When Longevity Becomes Your Normal: The Perspective of a Milestone Birthday

Last weekend, we celebrated my mom's 70th birthday.

As I looked around the table at Red Lobster - my mom's favorite restaurant - I found myself thinking less about the number and more about what an incredible gift the day really was. At 52 years old, I was celebrating my 70-year-old mother with her own 89-year-old mother sitting just a few feet away. That isn't something everyone gets to experience.

Many people my age have already lost one or both parents. Some have become the oldest generation in their family without ever expecting it to happen so soon. Some have lost their spouses (and not because of an age gap relationship like me), and even some are gone themselves. Yet here I am, incredibly fortunate to still have my mother and adoptive father. Even more remarkably, both of them still have their mothers - my grandmothers. My mom's mom is, as mentioned 89. My dad's mom is 96!

When you stop to think about it, that's pretty extraordinary.

Growing up, I don't think I realized how much that shaped my understanding of what "old" meant. Genealogy has only reinforced it. My grandmother is 89. Her older sister is still with us at 91. Their mother—my great-grandmother Ruby—lived to be 83. I remember being genuinely upset when she died because, in my young mind, 83 simply wasn't old. There was more to it but the age but I honestly remember thinking that wasn't old. I realize now how unusual that probably sounds, but in the context of my family, it made perfect sense.

Like every family tree, ours has its exceptions. Ruby's husband died of cancer at just 55. My grandmother's brother died at just 55 in a plane crash. Both of the grandfathers I grew up with died in their early 60s from cancer. My own biological father died unexpectedly in a motorcycle accident at 61. But even then, the generations surrounding them often lived long lives. Ruby's mother-in-law, Winnie, lived to be 94. My biological father's parents both lived to nearly 80. My paternal great-grandmother, Gracie Spenser, celebrated her 103rd birthday.

As I've spent years researching my family tree, I've noticed another pattern as well. The women in my family often lived remarkably long lives, while many of the men never had the same opportunity. Some were taken by cancer or heart disease. Others by accidents.
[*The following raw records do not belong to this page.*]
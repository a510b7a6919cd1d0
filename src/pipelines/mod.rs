//! Render pipelines and their uniforms.
//!
//! - `basic` builds the lit scene pipeline and the shared pipeline helper
//! - `light` packs lights and fog into the uniform the scene shader reads

pub mod basic;
pub mod light;
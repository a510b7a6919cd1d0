use wgpu::util::DeviceExt;

use crate::{
    render::{LightSet, MAX_POINT_LIGHTS, PointLight},
    scene::Environment,
};

#[repr(C)]
#[derive(Debug, Copy, Clone, Default, bytemuck::Pod, bytemuck::Zeroable)]
pub struct PointLightRaw {
    position: [f32; 3],
    intensity: f32,
    colour: [f32; 3],
    distance: f32,
    decay: f32,
    // Uniform array elements are 16 byte aligned
    _padding: [f32; 3],
}

impl From<&PointLight> for PointLightRaw {
    fn from(light: &PointLight) -> Self {
        Self {
            position: light.position.into(),
            intensity: light.intensity,
            colour: light.colour.to_linear(),
            distance: light.distance,
            decay: light.decay,
            _padding: [0.0; 3],
        }
    }
}

/// Everything the scene shader needs besides the camera: lights and fog.
#[repr(C)]
#[derive(Debug, Copy, Clone, bytemuck::Pod, bytemuck::Zeroable)]
pub struct LightsUniform {
    ambient: [f32; 4],
    directional_direction: [f32; 4],
    /// Linear colour premultiplied by intensity; black when there is no directional light.
    directional_colour: [f32; 4],
    fog_colour: [f32; 4],
    /// near, far, enabled (0 or 1), unused
    fog_range: [f32; 4],
    point_count: u32,
    _padding: [u32; 3],
    points: [PointLightRaw; MAX_POINT_LIGHTS],
}

impl LightsUniform {
    pub fn new(lights: &LightSet, environment: &Environment) -> Self {
        let [r, g, b] = lights.ambient;
        let (directional_direction, directional_colour) = match &lights.directional {
            Some(light) => {
                let [r, g, b] = light.colour.to_linear();
                let i = light.intensity;
                (light.direction.extend(0.0).into(), [r * i, g * i, b * i, 1.0])
            }
            None => ([0.0, -1.0, 0.0, 0.0], [0.0; 4]),
        };
        let (fog_colour, fog_range) = match &environment.fog {
            Some(fog) => (fog.colour.to_linear_rgba(), [fog.near, fog.far, 1.0, 0.0]),
            None => ([0.0; 4], [0.0; 4]),
        };
        let mut points = [PointLightRaw::default(); MAX_POINT_LIGHTS];
        for (raw, light) in points.iter_mut().zip(&lights.points) {
            *raw = light.into();
        }
        Self {
            ambient: [r, g, b, 1.0],
            directional_direction,
            directional_colour,
            fog_colour,
            fog_range,
            point_count: lights.points.len().min(MAX_POINT_LIGHTS) as u32,
            _padding: [0; 3],
            points,
        }
    }

    pub fn point_count(&self) -> u32 {
        self.point_count
    }
}

impl Default for LightsUniform {
    fn default() -> Self {
        Self::new(&LightSet::default(), &Environment::default())
    }
}

pub struct LightResources {
    pub buffer: wgpu::Buffer,
    pub bind_group: wgpu::BindGroup,
    pub bind_group_layout: wgpu::BindGroupLayout,
}

impl LightResources {
    pub fn new(device: &wgpu::Device) -> Self {
        let buffer = mk_buffer(device, LightsUniform::default());
        let bind_group_layout = mk_bind_group_layout(device);
        let bind_group = mk_bind_group(device, &bind_group_layout, &buffer);
        Self {
            buffer,
            bind_group,
            bind_group_layout,
        }
    }

    pub fn write(&self, queue: &wgpu::Queue, uniform: &LightsUniform) {
        queue.write_buffer(&self.buffer, 0, bytemuck::cast_slice(&[*uniform]));
    }
}

pub fn mk_buffer(device: &wgpu::Device, lights_uniform: LightsUniform) -> wgpu::Buffer {
    device.create_buffer_init(&wgpu::util::BufferInitDescriptor {
        label: Some("Lights Uniform Buffer"),
        contents: bytemuck::cast_slice(&[lights_uniform]),
        usage: wgpu::BufferUsages::UNIFORM | wgpu::BufferUsages::COPY_DST,
    })
}

pub fn mk_bind_group_layout(device: &wgpu::Device) -> wgpu::BindGroupLayout {
    device.create_bind_group_layout(&wgpu::BindGroupLayoutDescriptor {
        entries: &[wgpu::BindGroupLayoutEntry {
            binding: 0,
            visibility: wgpu::ShaderStages::VERTEX | wgpu::ShaderStages::FRAGMENT,
            ty: wgpu::BindingType::Buffer {
                ty: wgpu::BufferBindingType::Uniform,
                has_dynamic_offset: false,
                min_binding_size: None,
            },
            count: None,
        }],
        label: Some("lights_bind_group_layout"),
    })
}

pub fn mk_bind_group(
    device: &wgpu::Device,
    bind_group_layout: &wgpu::BindGroupLayout,
    lights_buffer: &wgpu::Buffer,
) -> wgpu::BindGroup {
    device.create_bind_group(&wgpu::BindGroupDescriptor {
        layout: bind_group_layout,
        entries: &[wgpu::BindGroupEntry {
            binding: 0,
            resource: lights_buffer.as_entire_binding(),
        }],
        label: Some("lights_bind_group"),
    })
}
It isn't a scientific observation, just one family's story, but after tracing generations of lives, those patterns become difficult to ignore.

When you spend enough time with birth records, census records, obituaries, and gravestones, longevity stops feeling like an exception and quietly becomes your expectation.

I'm 52 now.

That's an age that felt unimaginably grown up when I was a child. It's also an age where many people are beginning to lose parents, spouses, siblings, and lifelong friends. Rationally, I know life offers no guarantees. My own family tree reminds me of that just as much as it reminds me of longevity.

And yet...

Emotionally, I still find it difficult to imagine my parents reaching the end of their lives in the next ten or fifteen years. Not because I believe they're immune to time, but because my own experience has taught me something different. When seventy is surrounded by eighty-nine, ninety-four, ninety-six, and one hundred three, it simply doesn't feel old. Eventually, you stop studying the ages of your ancestors and start comparing them to your own. Somewhere along the way, history becomes a mirror.

Lately, I've found myself noticing little reminders that I'm not 22 anymore. Running after a loose horse isn't something I can do without thinking about it first. A full day outside in the summer heat leaves me more exhausted than it once did. Stairs have become my nemesis thanks to old knee injuries and the arthritis that has quietly settled in over the years. None of these changes happened overnight. They arrived so gradually that I barely noticed them until one day I realized I wasn't doing some of the things I once took for granted.

Statistics tell us what happens across a population. Families tell us what feels normal. Genealogy stretches that perspective even further. It reminds us that every family has its own story, its own hardships, and its own remarkable examples of resilience. Those stories don't predict our future, but they quietly shape what we expect it to look like.

Last weekend wasn't just a birthday party. It was four generations sharing a meal together. It was another year of stories being told around the table. It was a reminder that every birthday is a gift, no matter the number on the cake. And for that, I feel incredibly fortunate.